However, On H4 chart, the market failed to maintain its uptrend within the depicted bullish channel on H4 chart. The lower limit of the depicted channel (which came to meet the GBP/USD pair around 1.3190) failed to offer sufficient bullish demand.

Therefore, the GBP/USD short-term outlook turned to become bearish towards 1.3010 (50% Fibonacci level) and 1.2940 (recent demand level).

Moreover, the price level of 1.3190 (the backside of the broken bullish channel) offered significant bearish rejection which initiated the recent bearish decline towards 1.2940.

Recently, the price level of 1.2900-1.2940 (the backside of the broken uptrend) is demonstrating significant bullish recovery where the current bullish movement was initiated.
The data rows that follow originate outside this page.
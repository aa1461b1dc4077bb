//! **waveshare-fingerprint** is a blocking driver for the Waveshare UART fingerprint sensor
//! module.
//!
//! The sensor speaks a small binary protocol: 8-byte command and response frames delimited by
//! `0xF5`, followed by variable length data frames for images and feature vectors. Power is
//! gated through a reset line, and the sensor raises a wake line when a finger touches it.
//!
//! A [`SensorSession`] owns the serial channel and the reset pin. Every exchange is serialized
//! behind one lock, so the session can be shared between a UI thread and a worker thread.
//!
//! ## Example
//!
//! ```
//! # use std::{convert::Infallible, io, io::Read, time::Duration};
//! # use embedded_hal::digital::v2::OutputPin;
//! use waveshare_fingerprint::{Channel, SensorSession, SessionConfig};
//! #
//! # struct TestChannel(io::Cursor<Vec<u8>>);
//! # impl io::Read for TestChannel {
//! #     fn read(&mut self, buf: &mut [u8]) -> io::Result<usize> { self.0.read(buf) }
//! # }
//! # impl io::Write for TestChannel {
//! #     fn write(&mut self, buf: &[u8]) -> io::Result<usize> { Ok(buf.len()) }
//! #     fn flush(&mut self) -> io::Result<()> { Ok(()) }
//! # }
//! # impl Channel for TestChannel {
//! #     fn set_timeout(&mut self, _: Duration) -> io::Result<()> { Ok(()) }
//! #     fn clear_input(&mut self) -> io::Result<()> { Ok(()) }
//! # }
//! # struct ResetPin;
//! # impl OutputPin for ResetPin {
//! #     type Error = Infallible;
//! #     fn set_low(&mut self) -> Result<(), Infallible> { Ok(()) }
//! #     fn set_high(&mut self) -> Result<(), Infallible> { Ok(()) }
//! # }
//! # let channel = TestChannel(io::Cursor::new(vec![0xF5, 0x09, 0x00, 0x05, 0x00, 0x00, 0x0C, 0xF5]));
//! # let reset_pin = ResetPin;
//!
//! // Obtain a channel (e.g. `open_serial("/dev/ttyS0")`) and a reset pin from your platform
//! let sensor = SensorSession::new(channel, reset_pin, SessionConfig::default())?;
//! match sensor.query_user_count() {
//!     Ok(count) => println!("{} users enrolled", count),
//!     Err(error) => println!("Error: {}", error),
//! }
//! # Ok::<(), waveshare_fingerprint::Error>(())
//! ```
//!
//! For more examples, see the `demos` directory.
#![warn(missing_debug_implementations, rust_2018_idioms)]

mod commands;
mod config;
mod driver;
mod error;
mod responses;
mod transport;
mod utils;
mod wake;

pub use crate::commands::{build_command, Access, AddingMode, Command, CommandCode};
#[cfg(feature = "serial")]
pub use crate::config::open_serial;
pub use crate::config::{
    SessionConfig, BAUD_RATE, DEFAULT_RESET_PIN, DEFAULT_WAKE_PIN, ENROLL_STEP_DELAY,
    PRIMARY_SERIAL_PORT, SECONDARY_SERIAL_PORT,
};
pub use crate::driver::{SensorSession, FEATURE_HEADER_LEN, MAX_COMPARISON_LEVEL, MAX_USER_ID};
pub use crate::error::{Error, Result};
pub use crate::responses::{
    build_data_frame, parse_data_frame, parse_response, parse_users, Comparison, ResponseCode,
    ResponseFrame, UserEntry, UserPermission,
};
pub use crate::transport::{Channel, HalChannel, Link, TransportGate};
pub use crate::utils::{
    checksum, merge, split, FromPayload, ToPayload, DATA_FRAME_OVERHEAD, FRAME_LEN,
    MAX_CHUNK_LEN, SEPARATOR,
};
pub use crate::wake::{Edge, PowerState, WakeEvent, WakePoller, WakeSignal};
On the other hand, regarding the price levels (1.3010-1.3090) corresponding to 50% and 61.8% Fibonacci levels. Currently, these price levels turned to become supply levels to be watched for bearish price action on retesting.

The current bearish decline below 1.3010 (50% Fibo level) should be defended to pursue towards lower bearish targets(1.2900-1.2940). Otherwise, further bullish advancement towards 1.3090 (61.8% Fibo) would be expected.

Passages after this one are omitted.